As mentioned above, I'll separately be looking into getting the older 2.0.3 CoreAudio, Cocoa and joystick drivers to work with 2.32.4. Doing this, and maintaining modern MacOS X compatibility, may require having three "branches", or at least separate drivers: "Legacy, ie 10.4", "PowerPC-or-newer-than-10.4-but-still-old" and "Modern". Adding complication, but probably worth the trouble to be able to support practically all Mac OS's.
 
I wanted to make as few changes as needed to get it working, on as plain vanilla 10.4 system as possible, without installing macports or anything else, other than XCode, of course. I applied the "000" patches, but not the opengl_apple or wayland ones

Wayland patches are inconsequential, since SDL does not acknowledge Wayland on macOS, as of now. Something more needs to be fixed, and I had no time for that so far.
Also, for Wayland to work we need a working compositor. The only one existing is Owl, but it is in experimental stage. See:
 
I would definitely suggest avoiding having both Apple's and macport's X11 on the same machine, as there could be confusion over which parts it linked with and where. And, if anything is majorly different in the two, it would likely be OpenGL support, among other things.

The problem with Apple X11 is that it is present on one of default search paths, so anything can randomly pick it, and we get unpredictably broken ports. In principle, simply moving it elsewhere, to some non-default location, gonna solve the problem.
Then the only issue remaining will be reproducibility: depending on something which is neither part of the OS nor installable via MacPorts, so it is not guaranteed to be present.
 
The 2.0.3 "legacy" port builds fine and, other than being based on quite an old version of SDL2, works well. Coreaudio and cocoa work using far older drivers than in the current version. OpenGL is done via Cocoa, so completely different libs and api than the X11 build. It will in general be faster, more Mac like, and have more features. X11 support for that build needs a little work, but since the Cocoa driver is fully functional, probably not worth the trouble of fixing. Joystick support using the patches from the port worked fine.

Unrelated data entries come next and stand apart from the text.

use chrono::{DateTime, Utc};
use serde::{Deserialize, Serialize};

use hireboard_core::{CompanyId, DomainError, DomainResult, JobId, UserId};

/// Employment type of a posting.
#[derive(Debug, Clone, Copy, PartialEq, Eq, Serialize, Deserialize)]
#[serde(rename_all = "kebab-case")]
pub enum JobType {
    FullTime,
    PartTime,
    Contract,
    Internship,
    Remote,
}

/// Posting lifecycle. Only `Open` jobs accept applications.
#[derive(Debug, Clone, Copy, PartialEq, Eq, Serialize, Deserialize, Default)]
#[serde(rename_all = "lowercase")]
pub enum JobStatus {
    #[default]
    Open,
    Closed,
    Draft,
}

#[derive(Debug, Clone, PartialEq, Serialize, Deserialize)]
pub struct Salary {
    pub min: Option<u64>,
    pub max: Option<u64>,
    pub currency: Option<String>,
}

/// A job posting.
///
/// # Invariants
/// - `posted_by` and `company` are set at creation and never change.
/// - Mutation is allowed only to the poster or a global admin (see
///   [`crate::policy`]).
#[derive(Debug, Clone, PartialEq, Serialize, Deserialize)]
pub struct Job {
    pub id: JobId,
    pub title: String,
    pub description: String,
    pub requirements: Vec<String>,
    pub skills_required: Vec<String>,
    pub location: String,
    pub job_type: JobType,
    pub salary: Option<Salary>,
    pub company: CompanyId,
    pub posted_by: UserId,
    pub status: JobStatus,
    pub deadline: Option<DateTime<Utc>>,
    pub created_at: DateTime<Utc>,
}

#[derive(Debug, Clone)]
pub struct NewJob {
    pub title: String,
    pub description: String,
    pub requirements: Vec<String>,
    pub skills_required: Vec<String>,
    pub location: String,
    pub job_type: JobType,
    pub salary: Option<Salary>,
    pub company: CompanyId,
    pub status: Option<JobStatus>,
    pub deadline: Option<DateTime<Utc>>,
}

/// Partial update; `None` keeps the existing value.
#[derive(Debug, Clone, Default, Deserialize)]
pub struct UpdateJob {
    pub title: Option<String>,
    pub description: Option<String>,
    pub requirements: Option<Vec<String>>,
    pub skills_required: Option<Vec<String>>,
    pub location: Option<String>,
    pub job_type: Option<JobType>,
    pub salary: Option<Salary>,
    pub status: Option<JobStatus>,
    pub deadline: Option<DateTime<Utc>>,
}

impl Job {
    /// Build a posting from validated input. `posted_by` is the acting user,
    /// never taken from the request body.
    pub fn post(input: NewJob, posted_by: UserId, now: DateTime<Utc>) -> DomainResult<Self> {
        let title = input.title.trim();
        if title.is_empty() {
            return Err(DomainError::validation("title cannot be empty"));
        }
        if input.description.trim().is_empty() {
            return Err(DomainError::validation("description cannot be empty"));
        }
        if input.location.trim().is_empty() {
            return Err(DomainError::validation("location cannot be empty"));
        }

        Ok(Self {
            id: JobId::new(),
            title: title.to_string(),
            description: input.description,
            requirements: input.requirements,
            skills_required: input.skills_required,
            location: input.location,
            job_type: input.job_type,
            salary: input.salary,
            company: input.company,
            posted_by,
            status: input.status.unwrap_or_default(),
            deadline: input.deadline,
            created_at: now,
        })
    }

    /// Whether the posting accepts new applications at `now`.
    ///
    /// Open status and an unexpired deadline are independent gates; callers
    /// that need the specific failure use [`Job::status`] and
    /// [`Job::deadline_passed`] directly for precise error messages.
    pub fn is_accepting_applications(&self, now: DateTime<Utc>) -> bool {
        self.status == JobStatus::Open && !self.deadline_passed(now)
    }

    pub fn deadline_passed(&self, now: DateTime<Utc>) -> bool {
        matches!(self.deadline, Some(d) if d < now)
    }

    pub fn apply_update(&mut self, update: UpdateJob) -> DomainResult<()> {
        if let Some(title) = update.title {
            if title.trim().is_empty() {
                return Err(DomainError::validation("title cannot be empty"));
            }
            self.title = title.trim().to_string();
        }
        if let Some(description) = update.description {
            if description.trim().is_empty() {
                return Err(DomainError::validation("description cannot be empty"));
            }
            self.description = description;
        }
        if let Some(requirements) = update.requirements {
            self.requirements = requirements;
        }
        if let Some(skills_required) = update.skills_required {
            self.skills_required = skills_required;
        }
        if let Some(location) = update.location {
            if location.trim().is_empty() {
                return Err(DomainError::validation("location cannot be empty"));
            }
            self.location = location;
        }
        if let Some(job_type) = update.job_type {
            self.job_type = job_type;
        }
        if let Some(salary) = update.salary {
            self.salary = Some(salary);
        }
        if let Some(status) = update.status {
            self.status = status;
        }
        if let Some(deadline) = update.deadline {
            self.deadline = Some(deadline);
        }
        Ok(())
    }
}
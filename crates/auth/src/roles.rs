use serde::{Deserialize, Serialize};

/// Global role of a user.
///
/// Modeled as a closed enumeration rather than an opaque string so that a
/// mistyped role fails at the serialization boundary instead of silently
/// disabling authorization checks.
#[derive(Debug, Clone, Copy, PartialEq, Eq, Hash, Serialize, Deserialize)]
#[serde(rename_all = "lowercase")]
pub enum Role {
    Candidate,
    Recruiter,
    Admin,
}

impl Role {
    pub fn as_str(&self) -> &'static str {
        match self {
            Role::Candidate => "candidate",
            Role::Recruiter => "recruiter",
            Role::Admin => "admin",
        }
    }

    /// Whether this role may post jobs and create companies.
    pub fn can_recruit(&self) -> bool {
        matches!(self, Role::Recruiter | Role::Admin)
    }
}

impl core::fmt::Display for Role {
    fn fmt(&self, f: &mut core::fmt::Formatter<'_>) -> core::fmt::Result {
        f.write_str(self.as_str())
    }
}
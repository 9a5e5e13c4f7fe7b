use std::sync::Arc;

use axum::{
    extract::{Extension, Path},
    http::StatusCode,
    response::IntoResponse,
    routing::{delete, get, post, put},
    Json, Router,
};
use chrono::Utc;

use hireboard_companies::{authorize_create, authorize_manage, Company, NewCompany};
use hireboard_core::{CompanyId, EmployeeId, UserId};

use crate::app::services::AppServices;
use crate::app::{dto, errors};
use crate::middleware::AuthState;

pub fn router(auth: AuthState) -> Router {
    let protected = Router::new()
        .route("/", post(create_company))
        .route("/:id", put(update_company))
        .route("/:id/employees", post(add_employee))
        .route("/:id/employees/:employee_id", delete(remove_employee))
        .route_layer(axum::middleware::from_fn_with_state(
            auth,
            crate::middleware::auth_middleware,
        ));

    Router::new()
        .route("/", get(list_companies))
        .route("/:id", get(get_company))
        .merge(protected)
}

pub async fn list_companies(
    Extension(services): Extension<Arc<AppServices>>,
) -> axum::response::Response {
    let items = match services.companies.list() {
        Ok(v) => v.iter().map(dto::company_to_json).collect::<Vec<_>>(),
        Err(e) => return errors::store_error_to_response(e),
    };
    (StatusCode::OK, Json(serde_json::json!({ "items": items }))).into_response()
}

pub async fn get_company(
    Extension(services): Extension<Arc<AppServices>>,
    Path(id): Path<String>,
) -> axum::response::Response {
    let company_id: CompanyId = match id.parse() {
        Ok(v) => v,
        Err(_) => {
            return errors::json_error(StatusCode::BAD_REQUEST, "invalid_id", "invalid company id")
        }
    };

    let company = match services.companies.get(company_id) {
        Ok(Some(c)) => c,
        Ok(None) => return errors::json_error(StatusCode::NOT_FOUND, "not_found", "company not found"),
        Err(e) => return errors::store_error_to_response(e),
    };

    // Postings are derived from Job.company rather than stored on the record.
    let jobs = match services.jobs.list_by_company(company_id) {
        Ok(v) => v,
        Err(e) => return errors::store_error_to_response(e),
    };

    let mut value = dto::company_to_json(&company);
    if let Some(map) = value.as_object_mut() {
        map.insert(
            "jobs".to_string(),
            serde_json::json!(jobs.iter().map(|j| j.id.to_string()).collect::<Vec<_>>()),
        );
    }

    (StatusCode::OK, Json(value)).into_response()
}

pub async fn create_company(
    Extension(services): Extension<Arc<AppServices>>,
    Extension(ctx): Extension<crate::context::ActorContext>,
    Json(body): Json<dto::CreateCompanyRequest>,
) -> axum::response::Response {
    if let Err(e) = authorize_create(&ctx.actor()) {
        return errors::domain_error_to_response(e);
    }

    // The creator is not added to the employee list; a company admin entry
    // must be granted explicitly.
    let company = match Company::create(
        NewCompany {
            name: body.name,
            description: body.description,
            industry: body.industry,
            website: body.website,
            address: body.address,
        },
        Utc::now(),
    ) {
        Ok(c) => c,
        Err(e) => return errors::domain_error_to_response(e),
    };

    if let Err(e) = services.companies.insert(company.clone()) {
        return errors::store_error_to_response(e);
    }

    (StatusCode::CREATED, Json(dto::company_to_json(&company))).into_response()
}

pub async fn update_company(
    Extension(services): Extension<Arc<AppServices>>,
    Extension(ctx): Extension<crate::context::ActorContext>,
    Path(id): Path<String>,
    Json(body): Json<dto::UpdateCompanyRequest>,
) -> axum::response::Response {
    let company_id: CompanyId = match id.parse() {
        Ok(v) => v,
        Err(_) => {
            return errors::json_error(StatusCode::BAD_REQUEST, "invalid_id", "invalid company id")
        }
    };

    let mut company = match services.companies.get(company_id) {
        Ok(Some(c)) => c,
        Ok(None) => return errors::json_error(StatusCode::NOT_FOUND, "not_found", "company not found"),
        Err(e) => return errors::store_error_to_response(e),
    };

    if let Err(e) = authorize_manage(&ctx.actor(), &company) {
        return errors::domain_error_to_response(e);
    }

    company.apply_update(body);

    if let Err(e) = services.companies.update(company.clone()) {
        return errors::store_error_to_response(e);
    }

    (StatusCode::OK, Json(dto::company_to_json(&company))).into_response()
}

pub async fn add_employee(
    Extension(services): Extension<Arc<AppServices>>,
    Extension(ctx): Extension<crate::context::ActorContext>,
    Path(id): Path<String>,
    Json(body): Json<dto::AddEmployeeRequest>,
) -> axum::response::Response {
    let company_id: CompanyId = match id.parse() {
        Ok(v) => v,
        Err(_) => {
            return errors::json_error(StatusCode::BAD_REQUEST, "invalid_id", "invalid company id")
        }
    };

    let mut company = match services.companies.get(company_id) {
        Ok(Some(c)) => c,
        Ok(None) => return errors::json_error(StatusCode::NOT_FOUND, "not_found", "company not found"),
        Err(e) => return errors::store_error_to_response(e),
    };

    if let Err(e) = authorize_manage(&ctx.actor(), &company) {
        return errors::domain_error_to_response(e);
    }

    let user_id: UserId = match body.user.parse() {
        Ok(v) => v,
        Err(_) => return errors::json_error(StatusCode::BAD_REQUEST, "invalid_id", "invalid user id"),
    };

    match services.users.get(user_id) {
        Ok(Some(_)) => {}
        Ok(None) => return errors::json_error(StatusCode::NOT_FOUND, "not_found", "user not found"),
        Err(e) => return errors::store_error_to_response(e),
    }

    if let Err(e) = company.add_employee(user_id, body.role) {
        return errors::domain_error_to_response(e);
    }

    if let Err(e) = services.companies.update(company.clone()) {
        return errors::store_error_to_response(e);
    }

    (StatusCode::OK, Json(dto::company_to_json(&company))).into_response()
}

pub async fn remove_employee(
    Extension(services): Extension<Arc<AppServices>>,
    Extension(ctx): Extension<crate::context::ActorContext>,
    Path((id, employee_id)): Path<(String, String)>,
) -> axum::response::Response {
    let company_id: CompanyId = match id.parse() {
        Ok(v) => v,
        Err(_) => {
            return errors::json_error(StatusCode::BAD_REQUEST, "invalid_id", "invalid company id")
        }
    };
    let employee_id: EmployeeId = match employee_id.parse() {
        Ok(v) => v,
        Err(_) => {
            return errors::json_error(StatusCode::BAD_REQUEST, "invalid_id", "invalid employee id")
        }
    };

    let mut company = match services.companies.get(company_id) {
        Ok(Some(c)) => c,
        Ok(None) => return errors::json_error(StatusCode::NOT_FOUND, "not_found", "company not found"),
        Err(e) => return errors::store_error_to_response(e),
    };

    if let Err(e) = authorize_manage(&ctx.actor(), &company) {
        return errors::domain_error_to_response(e);
    }

    if let Err(e) = company.remove_employee(employee_id) {
        return errors::domain_error_to_response(e);
    }

    if let Err(e) = services.companies.update(company.clone()) {
        return errors::store_error_to_response(e);
    }

    (StatusCode::OK, Json(dto::company_to_json(&company))).into_response()
}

As a personal project I will be looking into seeing if it is possible to use the older Cocoa, CoreAudio and joystick drivers in a more recent version of SDL2. I did an initial attempt, but SDL2 has changed quite a bit between 2.0 and 2.30 and it will take some work.

Regardless of stability on its own, the issue with 2.0.x is that it is likely cannot be used with anything else, since API deviated substantially since then. (Or otherwise every dependency needs to be hacked to be able to use it.)

So yeah, hopefully Cocoa can be resorted into current versions. I am not even sure MacPorts’ libsdl2-snowleopard is any usable either.

Noting that the Coreaudio driver is broken in the X11 build mentioned previously, and disabled in the portfile, so that build has no audio support. This is not easily fixable for non-recent versions of MacOS X, but the older driver from 2.0.3 could be used (once it is working).

CoreAudio is disabled only for 10.4. It works fine otherwise in modern SDL2.
 
It looks like the path to libGL.a is hard coded in the X11 driver, which is why I had to put a link from my install of Apple's X11 in /opt/local. I don't know if there's a simple way around this, and if someone has Apple's and not macports' X11, making them create a link like that is trivial, and will make life easier for them anyway...if they use a macports port that assumes their have the macports' X11, it should then work fine if they only have Apple's X11. (Assuming they understand what is is they are doing). This is goofy, but...oh well.

It might be possible the dylib search path will find it if the driver doesn't specify a path, if Apple's X11 is in it, but I have no idea if it is by default or not. Again, probably not worth the time even to look into. If you don't have macports, having that link is just a good workaround.
 
I saw the patch, what I am saying is it is unfortunate it must be specified at SDL2 build time, it would be better if it were detectable at runtime.

If it must be dependent on the SDL2 build the user has, it might as well be standardized on /opt/local which macports uses. Even if I don't have macports X11, having a link to where it expects lets me run ports built against it.